- [Task instructions]:
In the entries below, which lines run from the one containing "and the cache." to the one containing "assembly system then"? Copy exactly those lines, ends included, and no others.

- [Information provided]:
impl ElementState {
    /// Id of the element being assembled.
    #[must_use]
    pub fn element(&self) -> usize {
        self.element
    }

    /// Shape of the element being assembled.
    ///
    /// # Panics
    ///
    /// Panics if the context has not been positioned on an element.
    #[must_use]
    pub fn kind(&self) -> ElementKind {
        self.kind
            .unwrap_or_else(|| panic!("assembly context is not positioned on an element"))
    }

    #[must_use]
    pub fn vertices(&self) -> &[Point3<f64>] {
        &self.vertices
    }

    /// The boundary side being assembled, if this is a side visit.
    #[must_use]
    pub fn side(&self) -> Option<SideInfo> {
        self.side
    }

    /// Boundary id of the side being assembled, if this is a side visit.
    #[must_use]
    pub fn boundary_id(&self) -> Option<u16> {
        self.side.map(|s| s.boundary_id)
    }

    /// Interior finite-element data for `var`.
    ///
    /// # Panics
    ///
    /// Panics if no interior data was requested for `var` during `init_context`.
    #[must_use]
    pub fn element_fe(&self, var: VariableIndex) -> &FeData {
        self.element_fe
            .get(var.get())
            .and_then(Option::as_ref)
            .unwrap_or_else(|| panic!("no element FE data was requested for {var:?}"))
    }

    /// Side finite-element data for `var`.
    ///
    /// # Panics
    ///
    /// Panics outside a side visit or if no side data was requested for `var`.
    #[must_use]
    pub fn side_fe(&self, var: VariableIndex) -> &FeData {
        self.side_fe
            .get(var.get())
            .and_then(Option::as_ref)
            .unwrap_or_else(|| panic!("no side FE data is available for {var:?}"))
    }

    /// Number of local degrees of freedom of `var` on this element.
    #[must_use]
    pub fn n_dofs(&self, var: VariableIndex) -> usize {
        self.coefficients[var.get()].len()
    }

    /// Global dof indices of `var` on this element, in local order.
    #[must_use]
    pub fn dof_indices(&self, var: VariableIndex) -> &[usize] {
        &self.dof_indices[var.get()]
    }

    /// Local solution coefficients of `var`.
    #[must_use]
    pub fn coefficients(&self, var: VariableIndex) -> &DVector<f64> {
        &self.coefficients[var.get()]
    }

    /// Local time-derivative coefficients of `var`.
    #[must_use]
    pub fn rates(&self, var: VariableIndex) -> &DVector<f64> {
        &self.rates[var.get()]
    }

    /// `∂u̇/∂u` of the time integrator, zero for steady assembly.
    #[must_use]
    pub fn solution_rate_derivative(&self) -> f64 {
        self.rate_derivative
    }

    /// Value of `var` at interior quadrature point `qp`.
    #[must_use]
    pub fn interior_value(&self, var: VariableIndex, qp: usize) -> f64 {
        value(self.element_fe(var), &self.coefficients[var.get()], qp)
    }

    /// Gradient of `var` at interior quadrature point `qp`.
    #[must_use]
    pub fn interior_gradient(&self, var: VariableIndex, qp: usize) -> Vector3<f64> {
        gradient(self.element_fe(var), &self.coefficients[var.get()], qp)
    }

    /// Time derivative of `var` at interior quadrature point `qp`.
    #[must_use]
    pub fn interior_rate(&self, var: VariableIndex, qp: usize) -> f64 {
        value(self.element_fe(var), &self.rates[var.get()], qp)
    }

    /// Value of `var` at side quadrature point `qp`.
    #[must_use]
    pub fn side_value(&self, var: VariableIndex, qp: usize) -> f64 {
        value(self.side_fe(var), &self.coefficients[var.get()], qp)
    }

    /// Gradient of `var` at side quadrature point `qp`.
    #[must_use]
    pub fn side_gradient(&self, var: VariableIndex, qp: usize) -> Vector3<f64> {
        gradient(self.side_fe(var), &self.coefficients[var.get()], qp)
    }

    /// Total number of local dofs across all variables.
    pub(crate) fn total_dofs(&self) -> usize {
        self.coefficients.iter().map(DVector::len).sum()
    }

    /// Shifts one local coefficient, addressed in variable-major order.
    ///
    /// The matching rate coefficient moves by `rate_shift`.
    pub(crate) fn perturb(&mut self, flat_index: usize, delta: f64, rate_shift: f64) {
        let (var, local) = locate(&self.coefficients, flat_index);
        self.coefficients[var][local] += delta;
        self.rates[var][local] += rate_shift;
    }

    /// Current value of one coefficient, addressed in variable-major order.
    pub(crate) fn flat_coefficient(&self, flat_index: usize) -> f64 {
        let (var, local) = locate(&self.coefficients, flat_index);
        self.coefficients[var][local]
    }
}

fn value(fe: &FeData, coefficients: &DVector<f64>, qp: usize) -> f64 {
    fe.phi()
        .iter()
        .zip(coefficients.iter())
        .map(|(phi, u)| u * phi[qp])
        .sum()
}

fn gradient(fe: &FeData, coefficients: &DVector<f64>, qp: usize) -> Vector3<f64> {
    fe.dphi()
        .iter()
        .zip(coefficients.iter())
        .map(|(dphi, u)| *u * dphi[qp])
        .sum()
}

fn locate(blocks: &[DVector<f64>], mut flat_index: usize) -> (usize, usize) {
    for (var, block) in blocks.iter().enumerate() {
        if flat_index < block.len() {
            return (var, flat_index);
        }
        flat_index -= block.len();
    }
    panic!("local dof index is out of range");
}

/// Local residual and Jacobian blocks, one per variable (pair).
///
/// Block `(row, col)` holds `∂R_row/∂u_col`.
#[derive(Debug, Clone, Default)]
pub struct LocalSystem {
    residuals: Vec<DVector<f64>>,
    jacobian: Vec<Vec<DMatrix<f64>>>,
}

impl LocalSystem {
    /// Residual block of `var`.
    pub fn residual_mut(&mut self, var: VariableIndex) -> &mut DVector<f64> {
        &mut self.residuals[var.get()]
    }

    #[must_use]
    pub fn residual(&self, var: VariableIndex) -> &DVector<f64> {
        &self.residuals[var.get()]
    }

    /// Jacobian block coupling equation `row` to unknown `col`.
    pub fn jacobian_mut(&mut self, row: VariableIndex, col: VariableIndex) -> &mut DMatrix<f64> {
        &mut self.jacobian[row.get()][col.get()]
    }

    #[must_use]
    pub fn jacobian(&self, row: VariableIndex, col: VariableIndex) -> &DMatrix<f64> {
        &self.jacobian[row.get()][col.get()]
    }

    /// Zeroes every block without changing its shape.
    pub fn zero(&mut self) {
        self.residuals.iter_mut().for_each(|r| r.fill(0.0));
        self.jacobian
            .iter_mut()
            .flatten()
            .for_each(|block| block.fill(0.0));
    }

    /// Concatenates the residual blocks in variable order.
    #[must_use]
    pub fn flat_residual(&self) -> DVector<f64> {
        let values: Vec<f64> = self.residuals.iter().flat_map(|r| r.iter().copied()).collect();
        DVector::from_vec(values)
    }

    /// Assembles the blocks into one dense matrix in variable-major order.
    #[must_use]
    pub fn flat_jacobian(&self) -> DMatrix<f64> {
        let sizes = self.sizes();
        let n = sizes.iter().sum();
        let mut flat = DMatrix::zeros(n, n);

        let mut row0 = 0;
        for (row, &rows) in sizes.iter().enumerate() {
            let mut col0 = 0;
            for (col, &cols) in sizes.iter().enumerate() {
                flat.view_mut((row0, col0), (rows, cols))
                    .copy_from(&self.jacobian[row][col]);
                col0 += cols;
            }
            row0 += rows;
        }
        flat
    }

    /// Adds a dense variable-major matrix into the blocks.
    pub(crate) fn add_flat_jacobian(&mut self, flat: &DMatrix<f64>) {
        let sizes = self.sizes();

        let mut row0 = 0;
        for (row, &rows) in sizes.iter().enumerate() {
            let mut col0 = 0;
            for (col, &cols) in sizes.iter().enumerate() {
                self.jacobian[row][col] += flat.view((row0, col0), (rows, cols));
                col0 += cols;
            }
            row0 += rows;
        }
    }

    fn sizes(&self) -> Vec<usize> {
        self.residuals.iter().map(DVector::len).collect()
    }

    fn resize(&mut self, sizes: &[usize]) {
        self.residuals = sizes.iter().map(|&n| DVector::zeros(n)).collect();
        self.jacobian = sizes
            .iter()
            .map(|&rows| sizes.iter().map(|&cols| DMatrix::zeros(rows, cols)).collect())
            .collect();
    }
}

/// Disjoint borrows of an [`AssemblyContext`].
///
/// Physics callbacks read the element state while writing the local system
/// and the cache.
pub struct AssemblyParts<'a> {
    pub state: &'a ElementState,
    pub local: &'a mut LocalSystem,
    pub cache: &'a mut CachedValues,
}

/// Per-element workspace handed to physics callbacks.
///
/// One context exists per concurrently assembled element. Physics modules
/// declare the data they need through [`request_element_fe`] and
/// [`request_side_fe`] once, during `init_context`; the assembly system then
/// repositions copies of that template on each element and side.
///
/// [`request_element_fe`]: Self::request_element_fe
/// [`request_side_fe`]: Self::request_side_fe
#[derive(Debug, Clone)]
pub struct AssemblyContext {
    discretizations: Vec<(FeFamily, FeOrder)>,
    element_requests: Vec<FeRequest>,
    side_requests: Vec<FeRequest>,
    state: ElementState,
    local: LocalSystem,
    cache: CachedValues,
}

impl AssemblyContext {
    pub(crate) fn new(discretizations: Vec<(FeFamily, FeOrder)>) -> Self {
        let n_vars = discretizations.len();
        Self {
            discretizations,
            element_requests: vec![FeRequest::default(); n_vars],
            side_requests: vec![FeRequest::default(); n_vars],
            state: ElementState::default(),
            local: LocalSystem::default(),
            cache: CachedValues::new(),
        }
    }

    /// Requests interior quadrature data for `var`.
    ///
    /// # Panics
    ///
    /// Panics if `var` is not a registered variable.
    pub fn request_element_fe(&mut self, var: VariableIndex) -> &mut FeRequest {
        &mut self.element_requests[var.get()]
    }

    /// Requests side quadrature data for `var`.
    ///
    /// # Panics
    ///
    /// Panics if `var` is not a registered variable.
    pub fn request_side_fe(&mut self, var: VariableIndex) -> &mut FeRequest {
        &mut self.side_requests[var.get()]
    }

    #[must_use]
    pub fn state(&self) -> &ElementState {
        &self.state
    }

    #[must_use]
    pub fn local(&self) -> &LocalSystem {
        &self.local
    }

    pub fn local_mut(&mut self) -> &mut LocalSystem {
        &mut self.local
    }

    #[must_use]
    pub fn cache(&self) -> &CachedValues {
        &self.cache
    }

    pub fn parts(&mut self) -> AssemblyParts<'_> {
        AssemblyParts {
            state: &self.state,
            local: &mut self.local,
            cache: &mut self.cache,
        }
    }

    pub(crate) fn state_mut(&mut self) -> &mut ElementState {
        &mut self.state
    }

    pub(crate) fn cache_mut(&mut self) -> &mut CachedValues {
        &mut self.cache
    }

    /// Positions the context on element `element` for interior assembly.
    pub(crate) fn reinit_element(
        &mut self,
        mesh: &Mesh,
        dof_map: &DofMap,
        element: usize,
        solution: &DVector<f64>,
        rate: &DVector<f64>,
        rate_derivative: f64,
    ) -> Result<(), AssemblyError> {
        self.reinit(mesh, dof_map, element, None, solution, rate, rate_derivative)
    }

    /// Positions the context on a boundary side.
    pub(crate) fn reinit_side(
        &mut self,
        mesh: &Mesh,
        dof_map: &DofMap,
        side: BoundarySide,
        solution: &DVector<f64>,
        rate: &DVector<f64>,
        rate_derivative: f64,
    ) -> Result<(), AssemblyError> {
        let info = SideInfo {
            side: side.side,
            boundary_id: side.boundary_id,
        };
        self.reinit(
            mesh,
            dof_map,
            side.element,
            Some(info),
            solution,
            rate,
            rate_derivative,
        )
    }

    #[allow(clippy::too_many_arguments)]
    fn reinit(
        &mut self,
        mesh: &Mesh,
        dof_map: &DofMap,
        element: usize,
        side: Option<SideInfo>,
        solution: &DVector<f64>,
        rate: &DVector<f64>,
        rate_derivative: f64,
    ) -> Result<(), AssemblyError> {
        self.cache.clear();

        let kind = mesh.elements()[element].kind;
        let vertices = mesh.element_vertices(element);
        let fe_error = |source| AssemblyError::Fe { element, source };

        let n_vars = self.discretizations.len();
        let mut element_fe = Vec::with_capacity(n_vars);
        let mut side_fe = Vec::with_capacity(n_vars);
        let mut dof_indices = Vec::with_capacity(n_vars);
        let mut coefficients = Vec::with_capacity(n_vars);
        let mut rates = Vec::with_capacity(n_vars);

        for (var, &(family, order)) in self.discretizations.iter().enumerate() {
            let request = self.element_requests[var];
            element_fe.push(if request.is_empty() {
                None
            } else {
                Some(fe::element_fe(kind, family, order, &vertices, request).map_err(fe_error)?)
            });

            let request = self.side_requests[var];
            side_fe.push(match side {
                Some(info) if !request.is_empty() => Some(
                    fe::side_fe(kind, family, order, &vertices, info.side, request)
                        .map_err(fe_error)?,
                ),
                _ => None,
            });

            let dofs = dof_map
                .element_dofs(element, VariableIndex::new(var))
                .to_vec();
            coefficients.push(DVector::from_iterator(
                dofs.len(),
                dofs.iter().map(|&d| solution[d]),
            ));
            rates.push(DVector::from_iterator(
                dofs.len(),
                dofs.iter().map(|&d| rate[d]),
            ));
            dof_indices.push(dofs);
        }

        let sizes: Vec<usize> = dof_indices.iter().map(Vec::len).collect();
        self.local.resize(&sizes);

        self.state = ElementState {
            element,
            kind: Some(kind),
            vertices,
            side,
            element_fe,
            side_fe,
            dof_indices,
            coefficients,
            rates,
            rate_derivative,
        };
        Ok(())
    }
}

- [Task result]:
/// and the cache.
pub struct AssemblyParts<'a> {
    pub state: &'a ElementState,
    pub local: &'a mut LocalSystem,
    pub cache: &'a mut CachedValues,
}

/// Per-element workspace handed to physics callbacks.
///
/// One context exists per concurrently assembled element. Physics modules
/// declare the data they need through [`request_element_fe`] and
/// [`request_side_fe`] once, during `init_context`; the assembly system then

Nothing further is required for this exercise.